Saved entries:
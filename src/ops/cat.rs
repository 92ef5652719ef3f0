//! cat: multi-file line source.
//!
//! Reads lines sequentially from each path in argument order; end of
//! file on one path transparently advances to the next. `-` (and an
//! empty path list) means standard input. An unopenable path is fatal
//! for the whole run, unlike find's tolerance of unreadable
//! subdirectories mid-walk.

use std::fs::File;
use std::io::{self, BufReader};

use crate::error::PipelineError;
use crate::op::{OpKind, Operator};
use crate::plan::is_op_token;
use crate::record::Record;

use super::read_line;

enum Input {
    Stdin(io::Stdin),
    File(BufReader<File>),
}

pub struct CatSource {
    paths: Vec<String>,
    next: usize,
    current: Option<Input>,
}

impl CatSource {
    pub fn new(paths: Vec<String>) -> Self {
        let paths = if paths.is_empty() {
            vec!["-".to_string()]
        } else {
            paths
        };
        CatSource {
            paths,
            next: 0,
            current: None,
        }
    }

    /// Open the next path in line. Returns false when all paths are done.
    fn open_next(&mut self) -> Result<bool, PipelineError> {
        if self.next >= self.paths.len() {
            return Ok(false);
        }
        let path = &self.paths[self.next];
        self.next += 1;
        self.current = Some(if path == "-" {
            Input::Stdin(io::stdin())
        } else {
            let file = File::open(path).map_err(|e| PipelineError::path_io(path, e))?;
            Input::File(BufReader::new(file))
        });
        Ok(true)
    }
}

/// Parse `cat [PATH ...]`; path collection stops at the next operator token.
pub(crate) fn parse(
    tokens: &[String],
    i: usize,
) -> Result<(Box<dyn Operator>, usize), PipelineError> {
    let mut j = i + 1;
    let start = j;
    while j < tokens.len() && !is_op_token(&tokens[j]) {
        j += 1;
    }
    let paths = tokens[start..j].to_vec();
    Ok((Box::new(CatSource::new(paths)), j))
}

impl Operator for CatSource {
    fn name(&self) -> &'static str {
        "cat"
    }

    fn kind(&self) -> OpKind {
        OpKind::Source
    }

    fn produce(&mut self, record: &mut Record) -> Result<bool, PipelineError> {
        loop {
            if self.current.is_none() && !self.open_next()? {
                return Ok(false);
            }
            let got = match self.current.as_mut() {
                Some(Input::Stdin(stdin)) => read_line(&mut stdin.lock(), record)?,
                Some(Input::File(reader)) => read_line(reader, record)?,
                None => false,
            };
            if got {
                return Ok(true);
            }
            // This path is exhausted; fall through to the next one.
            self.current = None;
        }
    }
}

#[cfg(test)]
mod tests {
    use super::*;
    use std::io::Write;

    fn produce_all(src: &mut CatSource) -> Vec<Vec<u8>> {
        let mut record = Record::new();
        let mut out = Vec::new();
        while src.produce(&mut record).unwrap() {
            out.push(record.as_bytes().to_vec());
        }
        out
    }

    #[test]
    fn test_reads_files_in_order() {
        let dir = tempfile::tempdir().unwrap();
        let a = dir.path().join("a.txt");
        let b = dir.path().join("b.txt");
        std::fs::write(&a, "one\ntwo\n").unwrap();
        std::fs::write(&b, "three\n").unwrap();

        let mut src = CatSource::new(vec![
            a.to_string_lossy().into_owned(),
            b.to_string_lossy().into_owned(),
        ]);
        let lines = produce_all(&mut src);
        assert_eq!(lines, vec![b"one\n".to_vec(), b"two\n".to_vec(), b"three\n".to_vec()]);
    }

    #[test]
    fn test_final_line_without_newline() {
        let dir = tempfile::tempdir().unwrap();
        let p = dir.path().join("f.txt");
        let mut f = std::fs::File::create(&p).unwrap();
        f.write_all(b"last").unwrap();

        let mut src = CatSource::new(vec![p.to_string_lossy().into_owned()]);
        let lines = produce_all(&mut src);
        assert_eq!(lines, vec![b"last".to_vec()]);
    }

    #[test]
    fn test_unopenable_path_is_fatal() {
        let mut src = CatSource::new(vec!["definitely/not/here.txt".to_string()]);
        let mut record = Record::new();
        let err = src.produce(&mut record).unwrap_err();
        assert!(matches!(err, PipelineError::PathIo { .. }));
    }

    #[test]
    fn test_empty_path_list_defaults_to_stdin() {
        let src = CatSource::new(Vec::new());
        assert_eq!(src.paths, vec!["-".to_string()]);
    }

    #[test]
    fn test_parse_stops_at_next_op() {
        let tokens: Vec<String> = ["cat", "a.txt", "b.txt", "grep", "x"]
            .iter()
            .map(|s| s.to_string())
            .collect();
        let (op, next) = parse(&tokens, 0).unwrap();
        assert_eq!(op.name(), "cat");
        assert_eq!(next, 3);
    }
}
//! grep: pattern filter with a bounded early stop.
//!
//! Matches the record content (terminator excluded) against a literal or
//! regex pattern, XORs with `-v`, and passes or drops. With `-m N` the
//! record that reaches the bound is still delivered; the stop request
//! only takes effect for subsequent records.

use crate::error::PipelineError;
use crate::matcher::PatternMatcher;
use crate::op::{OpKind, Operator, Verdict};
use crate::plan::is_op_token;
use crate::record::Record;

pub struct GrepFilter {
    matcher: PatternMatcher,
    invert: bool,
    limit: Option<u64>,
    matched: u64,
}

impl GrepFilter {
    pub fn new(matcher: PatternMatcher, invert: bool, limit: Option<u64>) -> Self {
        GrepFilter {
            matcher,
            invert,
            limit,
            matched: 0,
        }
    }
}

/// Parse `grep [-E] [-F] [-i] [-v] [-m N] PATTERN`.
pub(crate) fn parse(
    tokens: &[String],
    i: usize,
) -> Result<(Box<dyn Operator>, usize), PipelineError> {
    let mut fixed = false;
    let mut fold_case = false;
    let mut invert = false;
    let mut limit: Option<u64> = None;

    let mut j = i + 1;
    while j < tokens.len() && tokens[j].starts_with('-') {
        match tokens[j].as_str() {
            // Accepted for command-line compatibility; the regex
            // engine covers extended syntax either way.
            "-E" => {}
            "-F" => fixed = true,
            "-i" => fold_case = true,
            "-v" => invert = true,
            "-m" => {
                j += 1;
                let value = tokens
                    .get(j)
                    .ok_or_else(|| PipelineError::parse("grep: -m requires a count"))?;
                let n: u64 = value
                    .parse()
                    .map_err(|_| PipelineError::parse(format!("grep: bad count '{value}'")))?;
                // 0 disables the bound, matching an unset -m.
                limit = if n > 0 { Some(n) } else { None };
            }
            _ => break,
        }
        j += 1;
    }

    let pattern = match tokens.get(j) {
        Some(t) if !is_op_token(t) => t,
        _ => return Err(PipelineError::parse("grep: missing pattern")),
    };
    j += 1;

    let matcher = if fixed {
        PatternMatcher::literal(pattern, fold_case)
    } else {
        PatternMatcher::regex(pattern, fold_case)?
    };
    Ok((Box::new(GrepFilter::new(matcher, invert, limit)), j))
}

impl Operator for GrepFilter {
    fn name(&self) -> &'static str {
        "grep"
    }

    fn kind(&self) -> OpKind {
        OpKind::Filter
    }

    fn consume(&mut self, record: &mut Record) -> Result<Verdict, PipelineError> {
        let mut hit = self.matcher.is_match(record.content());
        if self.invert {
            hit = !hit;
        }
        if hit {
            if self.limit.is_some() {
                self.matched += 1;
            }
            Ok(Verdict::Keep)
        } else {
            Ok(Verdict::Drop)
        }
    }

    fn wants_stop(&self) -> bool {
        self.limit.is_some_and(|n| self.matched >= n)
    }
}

The problem
From the entries above, select each line containing the string "value".

Task response
                let value = tokens
                let n: u64 = value
                    .map_err(|_| PipelineError::parse(format!("grep: bad count '{value}'")))?;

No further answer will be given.